Hi Team,
I am having parsing the "TIMESTAMP_ISO8601" in logstash grok. The only differnce i see in the log message is extra space after the hours : in timestamp
Eg:
2021-03-21T13:(\s) 01:54.402+0000
this is occuring only sepcific set of messages..
The TIMESTAMP_ISO8601 pattern does not allow a space there. You will have to use a custom pattern.
I have got my timetamp split into two fields with help of patterns directory.
2021-03-21T07:02:01.107+0000 == {TIMESTAMP_ISO8601: mytimestamp}
date {
match => [ "mytimestamp" , "ISO8601" ]
target => "@timestamp"
}
2021-03-21T07: 02:01.107+0000 == {CUSTOM_TS: mytimestmap}
date {
match => [ "mytimestamp" , "MMM dd yyyy HH:mm:ss", "MMM d yyyy HH:mm:ss", "ISO8601" ]
target => "@timestamp"
}
After making the above changes, i am able to get my pipeline working without any errors, but the @timestamp is still reflecting the ingested timeline and not considering "mytimestamp".
Complete .conf file for reference
filter {
grok {
patterns_dir => [ "/opt/bea/ELKSTACK/logstash-6.2.4/custompatterns/patterns" ]

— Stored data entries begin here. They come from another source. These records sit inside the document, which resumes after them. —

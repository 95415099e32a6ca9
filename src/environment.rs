//! Lexically scoped bindings.
//!
//! An [`Environment`] is a cheap handle to one scope. Scopes only point
//! outward to their parent, and a closure keeps its defining scope alive by
//! holding a handle to it, so a scope lives as long as its longest holder.

use crate::ast::Mutability;
use crate::object::Object;
use std::cell::RefCell;
use std::collections::HashMap;
use std::fmt;
use std::rc::Rc;
use thiserror::Error;

#[derive(Debug, Clone, PartialEq, Eq, Error)]
pub enum EnvError {
    #[error("given identifier '{0}' is already declared")]
    AlreadyDeclared(String),
    #[error("can not reassign variables declared with 'val'")]
    Immutable(String),
    #[error("identifier not found: {0}")]
    Undefined(String),
}

#[derive(Clone)]
struct Binding {
    value: Rc<Object>,
    mutability: Mutability,
}

struct Scope {
    bindings: HashMap<String, Binding>,
    outer: Option<Environment>,
}

#[derive(Clone)]
pub struct Environment {
    scope: Rc<RefCell<Scope>>,
}

impl Environment {
    /// A global scope with no parent.
    pub fn new() -> Self {
        Self::with_outer(None)
    }

    /// A fresh scope whose lookups fall back to `outer`.
    pub fn enclosed(outer: &Environment) -> Self {
        Self::with_outer(Some(outer.clone()))
    }

    fn with_outer(outer: Option<Environment>) -> Self {
        Self {
            scope: Rc::new(RefCell::new(Scope {
                bindings: HashMap::new(),
                outer,
            })),
        }
    }

    /// Resolves `name` through this scope and then each outer scope in turn.
    pub fn get(&self, name: &str) -> Option<Rc<Object>> {
        let scope = self.scope.borrow();
        match scope.bindings.get(name) {
            Some(binding) => Some(Rc::clone(&binding.value)),
            None => scope.outer.as_ref().and_then(|outer| outer.get(name)),
        }
    }

    /// Introduces `name` in this scope only; outer bindings may be shadowed.
    pub fn declare(
        &self,
        name: &str,
        value: Rc<Object>,
        mutability: Mutability,
    ) -> Result<(), EnvError> {
        let mut scope = self.scope.borrow_mut();
        if scope.bindings.contains_key(name) {
            return Err(EnvError::AlreadyDeclared(name.to_string()));
        }
        scope
            .bindings
            .insert(name.to_string(), Binding { value, mutability });
        Ok(())
    }

    /// Updates the scope that defines `name`, searching outward from this one.
    pub fn reassign(&self, name: &str, value: Rc<Object>) -> Result<(), EnvError> {
        let mut scope = self.scope.borrow_mut();
        if let Some(binding) = scope.bindings.get_mut(name) {
            if !binding.mutability.is_mutable() {
                return Err(EnvError::Immutable(name.to_string()));
            }
            binding.value = value;
            return Ok(());
        }
        match &scope.outer {
            Some(outer) => outer.reassign(name, value),
            None => Err(EnvError::Undefined(name.to_string())),
        }
    }

    /// True when both handles refer to the same scope.
    pub fn ptr_eq(&self, other: &Environment) -> bool {
        Rc::ptr_eq(&self.scope, &other.scope)
    }
}

impl Default for Environment {
    fn default() -> Self {
        Self::new()
    }
}

// Closures stored in a scope point back at it, so printing values would recurse.
impl fmt::Debug for Environment {
    fn fmt(&self, f: &mut fmt::Formatter) -> fmt::Result {
        let scope = self.scope.borrow();
        let mut names: Vec<&String> = scope.bindings.keys().collect();
        names.sort();
        f.debug_struct("Environment")
            .field("bindings", &names)
            .field("has_outer", &scope.outer.is_some())
            .finish()
    }
}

match => { "message" => ["%{APIGE_TIME:mytimestamp}", "%{TIMESTAMP_ISO8601:mycrcttimestamp}"] }
overwrite => [ "message" ]
}
date {
match => [ "mycrcttimestamp" , "ISO8601" ]
target => "@timestamp"
}
date {
match => [ "mytimestamp" , "MMM dd yyyy HH:mm:ss", "MMM d yyyy HH:mm:ss", "ISO8601" ]
target => "@timestamp"
}This topic was automatically closed 28 days after the last reply. New replies are no longer allowed.